C'est presque un "jeune" puisque voilà bientôt un
siècle qu'on le laisse attendre une trop juste revanche. Il
a écrit Les Indes Galantes, dont je ne saurais affirmer
qu'elle ont le côté "grande opérette" de Muguette
ou de La Petite Maison, les derniers ouvrages que monte
M. A. Carré ; mais elles se défendent par une élégance
d'écriture et une émotion, dont la loyauté me semble aussi
oubliée que le nom de Rameau.
Il est arrivé à ce dernier à peu près la même aventure qu'à
Watteau.

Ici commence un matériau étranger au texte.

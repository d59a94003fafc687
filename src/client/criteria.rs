//! Filter criteria as entered by the user, and their wire form.

use std::fmt;
use std::str::FromStr;

/// A structured filter field (everything except free-text search).
#[derive(Debug, Clone, Copy, PartialEq, Eq, Hash)]
pub enum FilterKey {
    Stage,
    MinValue,
    MaxValue,
    StartDate,
    EndDate,
}

impl FilterKey {
    pub const ALL: [FilterKey; 5] = [
        FilterKey::Stage,
        FilterKey::MinValue,
        FilterKey::MaxValue,
        FilterKey::StartDate,
        FilterKey::EndDate,
    ];

    /// Query-string parameter name.
    pub fn param_name(&self) -> &'static str {
        match self {
            FilterKey::Stage => "stage",
            FilterKey::MinValue => "minValue",
            FilterKey::MaxValue => "maxValue",
            FilterKey::StartDate => "startDate",
            FilterKey::EndDate => "endDate",
        }
    }
}

impl fmt::Display for FilterKey {
    fn fmt(&self, f: &mut fmt::Formatter<'_>) -> fmt::Result {
        f.write_str(self.param_name())
    }
}

impl FromStr for FilterKey {
    type Err = String;

    fn from_str(s: &str) -> Result<Self, Self::Err> {
        FilterKey::ALL
            .into_iter()
            .find(|key| key.param_name().eq_ignore_ascii_case(s))
            .ok_or_else(|| format!("unknown filter '{s}'"))
    }
}

/// Raw search text and filter values, exactly as typed.
///
/// An empty (or whitespace-only) value means "not filtering on this field".
/// No parsing happens client-side; the server validates the values.
#[derive(Debug, Clone, Default, PartialEq, Eq)]
pub struct FilterCriteria {
    pub search: String,
    pub stage: String,
    pub min_value: String,
    pub max_value: String,
    pub start_date: String,
    pub end_date: String,
}

impl FilterCriteria {
    pub fn get(&self, key: FilterKey) -> &str {
        match key {
            FilterKey::Stage => &self.stage,
            FilterKey::MinValue => &self.min_value,
            FilterKey::MaxValue => &self.max_value,
            FilterKey::StartDate => &self.start_date,
            FilterKey::EndDate => &self.end_date,
        }
    }

    pub fn set(&mut self, key: FilterKey, value: String) {
        let slot = match key {
            FilterKey::Stage => &mut self.stage,
            FilterKey::MinValue => &mut self.min_value,
            FilterKey::MaxValue => &mut self.max_value,
            FilterKey::StartDate => &mut self.start_date,
            FilterKey::EndDate => &mut self.end_date,
        };
        *slot = value;
    }

    /// True if the search text or any filter is non-empty.
    pub fn is_active(&self) -> bool {
        !self.search.trim().is_empty()
            || FilterKey::ALL
                .into_iter()
                .any(|key| !self.get(key).trim().is_empty())
    }
}

/// Flat, ordered query-string parameters for one deals request.
#[derive(Debug, Clone, Default, PartialEq, Eq)]
pub struct QueryParams(Vec<(&'static str, String)>);

impl QueryParams {
    /// Normalizes criteria plus pagination into request parameters.
    ///
    /// Values are trimmed; blank values are omitted entirely. `page` and
    /// `limit` are always present.
    pub fn build(criteria: &FilterCriteria, page: u32, limit: u32) -> Self {
        let mut params = Vec::with_capacity(8);

        let fields = std::iter::once(("search", criteria.search.as_str())).chain(
            FilterKey::ALL
                .into_iter()
                .map(|key| (key.param_name(), criteria.get(key))),
        );

        for (name, value) in fields {
            let value = value.trim();
            if !value.is_empty() {
                params.push((name, value.to_string()));
            }
        }

        params.push(("page", page.to_string()));
        params.push(("limit", limit.to_string()));

        Self(params)
    }

    pub fn get(&self, name: &str) -> Option<&str> {
        self.0
            .iter()
            .find(|(key, _)| *key == name)
            .map(|(_, value)| value.as_str())
    }

    pub fn as_slice(&self) -> &[(&'static str, String)] {
        &self.0
    }

    pub fn names(&self) -> impl Iterator<Item = &'static str> + '_ {
        self.0.iter().map(|(name, _)| *name)
    }
}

Celui-ci meurt, les années passent, le silence se
fait..., organisé par des confrères qui savaient bien ce qu'ils
faisaient. Maintenant le soleil de gloire illumine le nom
de Watteau, et aucune orgueilleuse époque de la peinture ne
peut faire oublier le plus grand, le plus troublant génie
du XVIIIe siècle. Nous avons dans Rameau
le double exact de Watteau. N'est-il donc pas grandement temps
de lui rendre la place à laquelle il a seul droit de prétendre,
au lieu d'obliger la musique française à se recommander des
traditions lourdement cosmopolites qui empêchent son naturel
génie de se développer librement.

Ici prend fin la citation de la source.